▶ [DESCRIPTION OF THE TASK]
Give the entries again, exactly as they stand.

Collected data entries:
[Start of section]

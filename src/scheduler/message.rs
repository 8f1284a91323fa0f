//! Closed message protocol between the orchestrator and its workers.
//!
//! Commands flow to a worker as [`WorkerMessage`]; everything a worker has
//! to say flows back as a [`WorkerReport`]. Both are matched exhaustively.

use std::time::Duration;

use super::task::Task;

/// Identifier of a worker slot. Stable across restarts.
pub type WorkerId = usize;

/// A task bound to a specific dispatch.
#[derive(Debug, Clone)]
pub struct Assignment {
    /// Monotonic id of this dispatch, used to fence stale reports.
    pub dispatch_id: u64,
    /// The task to execute.
    pub task: Task,
}

/// Command sent from the orchestrator to a worker.
#[derive(Debug)]
pub enum WorkerMessage {
    /// Execute a task.
    TaskAssignment(Assignment),
    /// Finish the current task (if any) and exit.
    ShutdownSignal,
}

/// Report sent from a worker back to the orchestrator.
///
/// Every variant carries the worker `generation` so reports from an
/// incarnation that has since been restarted can be discarded.
#[derive(Debug, Clone)]
pub enum WorkerReport {
    /// The worker finished setup and can accept tasks.
    Ready { worker_id: WorkerId, generation: u64 },
    /// The worker failed setup and exited.
    SetupFailed {
        worker_id: WorkerId,
        generation: u64,
        error: String,
    },
    /// Intermediate progress of the running task.
    ProgressUpdate {
        worker_id: WorkerId,
        generation: u64,
        dispatch_id: u64,
        percent: f64,
        message: Option<String>,
    },
    /// Resource usage observed by the executor.
    ResourceReport {
        worker_id: WorkerId,
        generation: u64,
        memory_bytes: u64,
        cpu_percent: f64,
    },
    /// The task finished successfully.
    TaskCompleted {
        worker_id: WorkerId,
        generation: u64,
        dispatch_id: u64,
        output: serde_json::Value,
        duration: Duration,
    },
    /// The executor returned an error.
    TaskFailed {
        worker_id: WorkerId,
        generation: u64,
        dispatch_id: u64,
        error: String,
    },
    /// The executor panicked; the worker has exited.
    Crashed {
        worker_id: WorkerId,
        generation: u64,
        dispatch_id: Option<u64>,
        reason: String,
    },
}

impl WorkerReport {
    /// Returns the ID of the reporting worker.
    pub fn worker_id(&self) -> WorkerId {
        match self {
            WorkerReport::Ready { worker_id, .. }
            | WorkerReport::SetupFailed { worker_id, .. }
            | WorkerReport::ProgressUpdate { worker_id, .. }
            | WorkerReport::ResourceReport { worker_id, .. }
            | WorkerReport::TaskCompleted { worker_id, .. }
            | WorkerReport::TaskFailed { worker_id, .. }
            | WorkerReport::Crashed { worker_id, .. } => *worker_id,
        }
    }

    /// Returns the generation of the reporting worker incarnation.
    pub fn generation(&self) -> u64 {
        match self {
            WorkerReport::Ready { generation, .. }
            | WorkerReport::SetupFailed { generation, .. }
            | WorkerReport::ProgressUpdate { generation, .. }
            | WorkerReport::ResourceReport { generation, .. }
            | WorkerReport::TaskCompleted { generation, .. }
            | WorkerReport::TaskFailed { generation, .. }
            | WorkerReport::Crashed { generation, .. } => *generation,
        }
    }
}

#[cfg(test)]
mod tests {
    use super::*;

    #[test]
    fn test_report_accessors() {
        let report = WorkerReport::TaskFailed {
            worker_id: 3,
            generation: 2,
            dispatch_id: 17,
            error: "boom".to_string(),
        };
        assert_eq!(report.worker_id(), 3);
        assert_eq!(report.generation(), 2);

        let report = WorkerReport::Crashed {
            worker_id: 1,
            generation: 0,
            dispatch_id: None,
            reason: "panic".to_string(),
        };
        assert_eq!(report.worker_id(), 1);
        assert_eq!(report.generation(), 0);
    }
}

[End of section]

▶ [TASK ANSWER]
filename src/scheduler/message.rs
repository 8f1284a91323fa0f
//! Closed message protocol between the orchestrator and its workers.
//!
//! Commands flow to a worker as [`WorkerMessage`]; everything a worker has
//! to say flows back as a [`WorkerReport`]. Both are matched exhaustively.

use std::time::Duration;

use super::task::Task;

/// Identifier of a worker slot. Stable across restarts.
pub type WorkerId = usize;

/// A task bound to a specific dispatch.
#[derive(Debug, Clone)]
pub struct Assignment {
    /// Monotonic id of this dispatch, used to fence stale reports.
    pub dispatch_id: u64,
    /// The task to execute.
    pub task: Task,
}

/// Command sent from the orchestrator to a worker.
#[derive(Debug)]
pub enum WorkerMessage {
    /// Execute a task.
    TaskAssignment(Assignment),
    /// Finish the current task (if any) and exit.
    ShutdownSignal,
}

/// Report sent from a worker back to the orchestrator.
///
/// Every variant carries the worker `generation` so reports from an
/// incarnation that has since been restarted can be discarded.
#[derive(Debug, Clone)]
pub enum WorkerReport {
    /// The worker finished setup and can accept tasks.
    Ready { worker_id: WorkerId, generation: u64 },
    /// The worker failed setup and exited.
    SetupFailed {
        worker_id: WorkerId,
        generation: u64,
        error: String,
    },
    /// Intermediate progress of the running task.
    ProgressUpdate {
        worker_id: WorkerId,
        generation: u64,
        dispatch_id: u64,
        percent: f64,
        message: Option<String>,
    },
    /// Resource usage observed by the executor.
    ResourceReport {
        worker_id: WorkerId,
        generation: u64,
        memory_bytes: u64,
        cpu_percent: f64,
    },
    /// The task finished successfully.
    TaskCompleted {
        worker_id: WorkerId,
        generation: u64,
        dispatch_id: u64,
        output: serde_json::Value,
        duration: Duration,
    },
    /// The executor returned an error.
    TaskFailed {
        worker_id: WorkerId,
        generation: u64,
        dispatch_id: u64,
        error: String,
    },
    /// The executor panicked; the worker has exited.
    Crashed {
        worker_id: WorkerId,
        generation: u64,
        dispatch_id: Option<u64>,
        reason: String,
    },
}

impl WorkerReport {
    /// Returns the ID of the reporting worker.
    pub fn worker_id(&self) -> WorkerId {
        match self {
            WorkerReport::Ready { worker_id, .. }
            | WorkerReport::SetupFailed { worker_id, .. }
            | WorkerReport::ProgressUpdate { worker_id, .. }
            | WorkerReport::ResourceReport { worker_id, .. }
            | WorkerReport::TaskCompleted { worker_id, .. }
            | WorkerReport::TaskFailed { worker_id, .. }
            | WorkerReport::Crashed { worker_id, .. } => *worker_id,
        }
    }

    /// Returns the generation of the reporting worker incarnation.
    pub fn generation(&self) -> u64 {
        match self {
            WorkerReport::Ready { generation, .. }
            | WorkerReport::SetupFailed { generation, .. }
            | WorkerReport::ProgressUpdate { generation, .. }
            | WorkerReport::ResourceReport { generation, .. }
            | WorkerReport::TaskCompleted { generation, .. }
            | WorkerReport::TaskFailed { generation, .. }
            | WorkerReport::Crashed { generation, .. } => *generation,
        }
    }
}

#[cfg(test)]
mod tests {
    use super::*;

    #[test]
    fn test_report_accessors() {
        let report = WorkerReport::TaskFailed {
            worker_id: 3,
            generation: 2,
            dispatch_id: 17,
            error: "boom".to_string(),
        };
        assert_eq!(report.worker_id(), 3);
        assert_eq!(report.generation(), 2);

        let report = WorkerReport::Crashed {
            worker_id: 1,
            generation: 0,
            dispatch_id: None,
            reason: "panic".to_string(),
        };
        assert_eq!(report.worker_id(), 1);
        assert_eq!(report.generation(), 0);
    }
}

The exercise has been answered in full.